Chegando na sua terceira
temporada, a série How to Get Away With
Murder continua a trabalhar com a mesma estrutura narrativa de mostrar um
crime acontecendo e então retornar ao passado para mostrar como ele aconteceu,
resolvendo tudo nos últimos episódios. Se antes tudo funcionava pelo afiado
manejo da intriga, agora a série já não demonstra o mesmo vigor com algumas
tramas que não decolam e resoluções que soam como trapaças. Aviso que o texto a
seguir contem SPOILERS.
A narrativa começa no exato ponto
em que a segunda temporada acabou, com Wes (Alfred Enoch) testemunhando o assassinato
do homem que acredita ser seu pai biológico. Sem perder tempo, ficamos sabendo
que Frank (Charlie Weber) foi o responsável, já que se Wes ou Annalise (Viola
Davis) tentassem entregá-lo às autoridades, ele revelaria que a vítima era o
pai de Wes, colocando as suspeitas sobre o estudante. Assim, Annalise tenta
encontrar um meio de encontrar Frank e fazê-lo pagar por este assassinato, mas
pelo que fez com ela no passado. A temporada tenta criar um clima de que todas
as mentiras construídas pelos personagens até então podem ruir a qualquer
momento com ameaças vindo por todos os lados, mas muitos desses arcos não
rendem o que deveriam.
A escolha de tornar Frank o
antagonista dos primeiros episódios acaba sendo decepcionante, já que o
personagem não consegue ser um antagonista crível, nem consegue angariar
simpatia quando finalmente é revelado seu passado.
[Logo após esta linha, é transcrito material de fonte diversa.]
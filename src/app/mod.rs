//! Core application logic for GRIB Fetcher
//!
//! This module contains the product catalog, path resolution, index parsing,
//! byte-range resolution, the local cache, object-store access, and the
//! reader and batch downloader that tie them together.
//!
//! # Examples
//!
//! ```rust,no_run
//! use std::sync::Arc;
//!
//! use chrono::{TimeZone, Utc};
//! use grib_fetcher::app::{
//!     ClientConfig, FetchConfig, HttpObjectStore, LocalCache, PartialFetcher, ProductCatalog,
//!     Reader,
//! };
//! use tokio_util::sync::CancellationToken;
//!
//! # async fn example() -> Result<(), Box<dyn std::error::Error>> {
//! let store = Arc::new(HttpObjectStore::new(ClientConfig::default())?);
//! let cache = Arc::new(LocalCache::default());
//! let fetcher = PartialFetcher::new(store, cache, FetchConfig::default());
//!
//! let mut reader = Reader::new(&ProductCatalog::builtin()?, "NBM", fetcher)?;
//! reader.set_region("CO")?;
//!
//! let issue = Utc.with_ymd_and_hms(2024, 9, 5, 12, 0, 0).unwrap();
//! let valid = Utc.with_ymd_and_hms(2024, 9, 5, 13, 0, 0).unwrap();
//! let path = reader
//!     .download_field(
//!         issue,
//!         valid,
//!         "RAIN1HR",
//!         std::path::Path::new("/tmp/grib"),
//!         &CancellationToken::new(),
//!     )
//!     .await?;
//! println!("Field saved to {}", path.display());
//! # Ok(())
//! # }
//! ```

pub mod batch;
pub mod cache;
pub mod catalog;
pub mod fetcher;
pub mod index;
pub mod models;
pub mod paths;
pub mod range;
pub mod reader;
pub mod store;

// Re-export main public API
pub use batch::{BatchConfig, BatchDownloader, BatchOutcome, BatchSummary};
pub use cache::{CacheConfig, CacheStats, LocalCache, ReservationGuard, ReservationStatus};
pub use catalog::{FieldCriteria, ProductCatalog, ProductDefinition, Region};
pub use fetcher::{FetchConfig, FetchStats, PartialFetcher};
pub use index::{find_match, parse as parse_index, read_index_file, IndexRecord};
pub use models::{parse_timestamp, DownloadRequest, ForecastTimes};
pub use paths::{FileVariant, PathResolver, PathTemplate};
pub use range::ByteRange;
pub use reader::Reader;
pub use store::{ClientConfig, HttpObjectStore, ObjectStore};

#[cfg(test)]
mod tests {
    use super::*;

    #[test]
    fn test_module_structure() {
        // Ensure public API is accessible
        let config = ClientConfig::default();
        assert!(config.tcp_nodelay);
        assert_eq!(ProductCatalog::builtin().unwrap().product_names(), vec!["NBM"]);
    }
}
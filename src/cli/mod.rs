//! Command-line interface components
//!
//! This module contains CLI-specific code for the GRIB Fetcher application:
//! argument parsing and the command handlers.

pub mod args;
pub mod commands;

pub use args::{
    Cli, Commands, ConfigArgs, DownloadArgs, FieldsArgs, ForecastArgs, GlobalArgs, SizeArgs,
};
pub use commands::{handle_config, handle_download, handle_fields, handle_size};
Variando entre extremos,
Frank pode ir de sociopata frio a um chorão catatônico entre um episódio e
outro, mudando de personalidade quando convém ao roteiro, querendo se livrar a
qualquer custo da influência tóxica de Annalise em um instante para no seguinte
se debulhar em lágrimas pedindo que a advogada o aceite de volta. As escolhas de composição do ator Charlie
Weber também não fazem favores ao personagem. Em especial por sua decisão de franzir os
olhos e apertar os lábios (praticamente fazendo biquinho) toda vez que precisa
mostrar intensidade resultando em algo que parece mais uma imitação de
supermodelo e faz Frank parecer ridículo ao invés de sério, misterioso ou
ameaçador.
A subtrama envolvendo a disputa
entre Annalise e a reitoria da universidade por conta dos cartazes com sua foto
e os dizeres "assassina" não só não fazem sentido como não levam a
lugar algum. Até esse ponto da trama Annalise é uma profissional de conduta
ilibada e os cartazes são mais um ato de assédio moral, intimidação, calúnia ou
difamação do que uma denúncia séria que pode manchar a reputação da
universidade. Não faz sentido, portanto, que a universidade decida rebaixá-la
de seu cargo e suspendê-la, afinal ela é claramente vítima de ataques à sua
reputação, mas o conselho diretor prefere inexplicavelmente tratá-la como
culpada. Não é à toa que cinco episódios depois Annalise resolva ameaçar a
reitora Soraya (Luna Velez) com um processo milionário e o fato que alguém tão
inteligente e engenhosa como Annalise tenha demorado tanto para pensar nisso só
mostra como tudo foi mal concebido.
Para piorar quando o culpado é
descoberto isso não tem impacto nenhum no restante da temporada ou da trama. O
sujeito era simplesmente um aluno
descontente qualquer. Imaginei que o personagem fosse voltar
posteriormente para funcionar como antagonista, mas não, ele é completamente
esquecido. Ocasionalmente ele aparece em sala de aula para fazer algumas
provocações a Wes e os demais personagens, mas tudo é tão tolo e infantil que
ele mais soa como um valentão de escola de série do Disney Channel.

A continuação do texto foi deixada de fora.